The heart of our curriculum is our profound commitment to connecting students with families in underserved communities whom they will follow throughout their entire education.

We will graduate doctor detectives, so to speak, expert clinicians who compile facts from all spheres of patients' lives – their financial issues, transportation or legal matters, their genetics and diet and work life. So they are mindful that someone can't afford a prescription or the bus stop doesn’t connect with their clinic. Or a single mother with two children is the perfect candidate for a virtual visit because she doesn’t have a babysitter.

Atul Gawande, MD, a surgeon, writer, and now CEO of the non-profit health care venture formed by Amazon, Berkshire Hathaway and J.P. Morgan Chase, notes that physicians must open themselves to their patient’s lives and perspectives – to achieve the best outcomes.

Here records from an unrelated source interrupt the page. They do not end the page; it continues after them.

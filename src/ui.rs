use crate::config::Config;
use crate::examples::{ExamplePicker, EXAMPLES};
use crate::models::{CalculatorView, DashboardView, ExamplesView};
use crate::render::escape_html;

/// Timer values the page script needs.
#[derive(Debug, Clone)]
pub struct PageSettings {
    pub poll_ms: u128,
    pub error_hide_ms: u128,
}

impl PageSettings {
    pub fn from_config(config: &Config) -> Self {
        Self {
            poll_ms: config.poll_interval.as_millis(),
            error_hide_ms: config.error_hide_after.as_millis(),
        }
    }
}

pub fn render_index(
    calculator: &CalculatorView,
    dashboard: &DashboardView,
    examples: &ExamplesView,
    settings: &PageSettings,
) -> String {
    let refreshed = dashboard
        .refreshed_at
        .as_deref()
        .map(|at| format!("Última actualización: {}", escape_html(at)))
        .unwrap_or_default();

    fill_template(
        INDEX_HTML,
        &[
            ("EXPRESSION", escape_html(&calculator.expression)),
            ("AUTOFOCUS", (if examples.focus_input { "autofocus" } else { "" }).to_string()),
            ("LOADING_HIDDEN", hidden_attr(!calculator.loading)),
            ("RESULT", render_result(calculator)),
            ("ERROR", render_error(calculator)),
            ("EXAMPLES_BUTTON", ExamplePicker::button_label(examples).to_string()),
            ("EXAMPLES_FEEDBACK", (if examples.feedback { "feedback" } else { "" }).to_string()),
            ("EXAMPLES_MODAL", render_examples_modal(examples)),
            ("STATS", dashboard.stats.clone()),
            ("LATEST", dashboard.latest_operation.clone()),
            ("RECENT", dashboard.recent_operations.clone()),
            ("REFRESHED", refreshed),
            ("POLL_MS", settings.poll_ms.to_string()),
            ("ERROR_HIDE_MS", settings.error_hide_ms.to_string()),
        ],
    )
}

fn render_result(calculator: &CalculatorView) -> String {
    let Some(panel) = calculator.result.as_ref() else {
        return String::new();
    };
    format!(
        r#"<section id="result" class="panel result">
      <h2>Resultado</h2>
      <p id="resultText" class="result-text">{}</p>
      <p id="explanationText">{}</p>
      <p id="locationText" class="muted">{}</p>
    </section>"#,
        escape_html(&panel.result_text),
        escape_html(&panel.explanation_text),
        escape_html(&panel.location_text),
    )
}

fn render_error(calculator: &CalculatorView) -> String {
    let Some(message) = calculator.error.as_deref() else {
        return String::new();
    };
    format!(
        r#"<section id="error" class="panel error"><p id="errorText">{}</p></section>"#,
        escape_html(message)
    )
}

fn render_examples_modal(examples: &ExamplesView) -> String {
    if !examples.modal_open {
        return String::new();
    }

    let mut items = String::new();
    for (label, expression) in EXAMPLES {
        items.push_str(&format!(
            r#"<form method="post" action="/examples/fill">
          <input type="hidden" name="example" value="{expr}" />
          <button type="submit" class="example-item"><strong>{label}</strong> <code>{expr}</code></button>
        </form>
"#,
            expr = escape_html(expression),
            label = escape_html(label),
        ));
    }

    format!(
        r#"<div id="examplesModal" class="modal" role="dialog" aria-modal="true">
      <div class="modal-card">
        <h2>Ejemplos</h2>
        {items}
        <form method="post" action="/examples/close">
          <button type="submit" class="btn-secondary">Cerrar</button>
        </form>
      </div>
    </div>"#
    )
}

fn hidden_attr(hidden: bool) -> String {
    if hidden { "hidden".to_string() } else { String::new() }
}

/// Single pass over `{{KEY}}` markers, so substituted text is never rescanned.
fn fill_template(template: &str, values: &[(&str, String)]) -> String {
    let mut out = String::with_capacity(template.len() * 2);
    let mut rest = template;
    while let Some(start) = rest.find("{{") {
        out.push_str(&rest[..start]);
        let after = &rest[start + 2..];
        match after.find("}}") {
            Some(end) => {
                let key = &after[..end];
                match values.iter().find(|(name, _)| *name == key) {
                    Some((_, value)) => out.push_str(value),
                    None => {
                        out.push_str("{{");
                        out.push_str(key);
                        out.push_str("}}");
                    }
                }
                rest = &after[end + 2..];
            }
            None => {
                out.push_str(&rest[start..]);
                rest = "";
            }
        }
    }
    out.push_str(rest);
    out
}

const INDEX_HTML: &str = r#"<!DOCTYPE html>
<html lang="es">
<head>
  <meta charset="UTF-8" />
  <meta name="viewport" content="width=device-width, initial-scale=1.0" />
  <title>Calculadora</title>
  <style>
    :root {
      --bg: #1f2340;
      --card: rgba(255, 255, 255, 0.08);
      --ink: #f4f4f8;
      --muted: #b8b9d0;
      --accent: #7c83fd;
      --ok: #4caf50;
      --bad: #ff6b6b;
    }

    * { box-sizing: border-box; }

    body {
      margin: 0;
      min-height: 100vh;
      background: linear-gradient(135deg, var(--bg), #2d1f4a);
      color: var(--ink);
      font-family: "Segoe UI", "Trebuchet MS", sans-serif;
      display: grid;
      grid-template-columns: minmax(0, 1fr) minmax(0, 380px);
      gap: 24px;
      padding: 32px 18px;
    }

    @media (max-width: 860px) {
      body { grid-template-columns: 1fr; }
    }

    .card {
      background: var(--card);
      border-radius: 20px;
      padding: 24px;
      display: grid;
      gap: 16px;
      align-content: start;
    }

    h1, h2 { margin: 0; }
    .muted { color: var(--muted); }

    input[type="text"] {
      width: 100%;
      padding: 14px 16px;
      border-radius: 12px;
      border: 1px solid rgba(255, 255, 255, 0.2);
      background: rgba(0, 0, 0, 0.2);
      color: var(--ink);
      font-size: 1.1rem;
    }

    button {
      border: none;
      border-radius: 12px;
      padding: 12px 18px;
      font-size: 1rem;
      cursor: pointer;
      background: var(--accent);
      color: white;
    }

    .btn-secondary { background: transparent; border: 1px solid rgba(255, 255, 255, 0.3); }
    .examples-btn.feedback { background: rgba(76, 175, 80, 0.2); border-color: var(--ok); }

    .panel { border-radius: 14px; padding: 16px; }
    .panel.result { background: rgba(76, 175, 80, 0.12); }
    .panel.error { background: rgba(255, 107, 107, 0.15); color: var(--bad); }
    .result-text { font-size: 1.4rem; font-weight: 600; }

    .stats-number { font-size: 2rem; font-weight: 700; }
    .stats-label { color: var(--muted); font-size: 0.85rem; text-transform: uppercase; }
    .operation-item { border-bottom: 1px solid rgba(255, 255, 255, 0.1); padding: 10px 0; }
    .operation-expression { font-family: monospace; }
    .operation-result { font-weight: 600; }
    .operation-location { color: var(--muted); font-size: 0.85rem; }
    .empty-state { text-align: center; color: var(--muted); }
    .text-center { text-align: center; }

    .modal {
      position: fixed;
      inset: 0;
      background: rgba(0, 0, 0, 0.55);
      display: grid;
      place-items: center;
    }

    .modal-card {
      background: var(--bg);
      border-radius: 18px;
      padding: 24px;
      display: grid;
      gap: 10px;
      min-width: min(420px, 90vw);
    }

    .example-item { width: 100%; text-align: left; background: rgba(255, 255, 255, 0.06); }
  </style>
</head>
<body>
  <main class="card">
    <header>
      <h1>Calculadora inteligente</h1>
      <p class="muted">Escribe una expresión y recibe el resultado con una explicación.</p>
    </header>

    <form id="calculatorForm" method="post" action="/calculate">
      <input id="expression" name="expression" type="text" value="{{EXPRESSION}}" placeholder="Ej: 15 + 27 * 3" {{AUTOFOCUS}} />
      <p><button type="submit">Calcular</button></p>
    </form>

    <form method="post" action="/examples/open">
      <button type="submit" class="btn-secondary examples-btn {{EXAMPLES_FEEDBACK}}">{{EXAMPLES_BUTTON}}</button>
    </form>

    <div id="loading" class="muted" {{LOADING_HIDDEN}}>Calculando...</div>
    {{RESULT}}
    {{ERROR}}
  </main>

  <aside class="card">
    <h2>Estadísticas</h2>
    <div id="statsContent">{{STATS}}</div>
    <h2>Última operación</h2>
    <div id="latestOperation">{{LATEST}}</div>
    <h2>Operaciones recientes</h2>
    <div id="recentOperations">{{RECENT}}</div>
    <small id="refreshedAt" class="muted">{{REFRESHED}}</small>
  </aside>

  {{EXAMPLES_MODAL}}

  <script>
    const regions = {
      stats: document.getElementById('statsContent'),
      latest_operation: document.getElementById('latestOperation'),
      recent_operations: document.getElementById('recentOperations'),
    };
    const refreshedEl = document.getElementById('refreshedAt');

    const refreshDashboard = async () => {
      const res = await fetch('/api/dashboard');
      if (!res.ok) {
        return;
      }
      const view = await res.json();
      Object.entries(regions).forEach(([key, el]) => {
        el.innerHTML = view[key];
      });
      refreshedEl.textContent = view.refreshed_at ? `Última actualización: ${view.refreshed_at}` : '';
    };

    setInterval(() => refreshDashboard().catch(() => {}), {{POLL_MS}});

    const errorEl = document.getElementById('error');
    if (errorEl) {
      setTimeout(() => errorEl.remove(), {{ERROR_HIDE_MS}});
    }
  </script>
</body>
</html>
"#;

"Regarding people as having lives of equal worth means recognizing each as having a common core of humanity," Gawande said in a commencement address at Los Angelest-based UCLA. Medical School this year. "Without being open to their humanity, it is impossible to provide good care for people."

Our class of 60 students will pair up and work in 30 teams assigned to dozens of families. The families have been selected by non-profits who are already working with them and know they are eager for this support

Each team will follow their families closely. In addition to connecting with families, students are required to attend meetings in the towns where their families reside to better under the culture of the community.

Actually, the school’s motto puts it best: The community is our classroom, the patient is our teacher.

Already, in just a few weeks into their first year of medical school, our students have inspired me with their insights.

A young woman who is paired with an elderly patient who has mobility issues put it this way: "What surprised me most about meeting my patient was that I found myself genuinely curious and caring for him as a person. It was amazing to get a picture of this man to see how different aspects of his life had impacted his health.’"

At one immersion event in Asbury Park NJ, students paired up with members of Habitat for Humanity to aid an elderly woman. They mowed her lawn, removed old furniture and trimmed her shrubs. She thanked them profusely and talked a bit about her life, working years as it turns out in one of our network hospitals.

"It made me realize there’s so much more to a patient than what you see in a doctor’s office," a student said.

Indeed. These human-centered programs, combined with traditional rigorous science, will no doubt create a physician workforce up to the challenge of a new state of medicine.

Robert C. Garrett is co-CEO of Hackensack Meridian Health, New Jersey's largest and most integrated health network.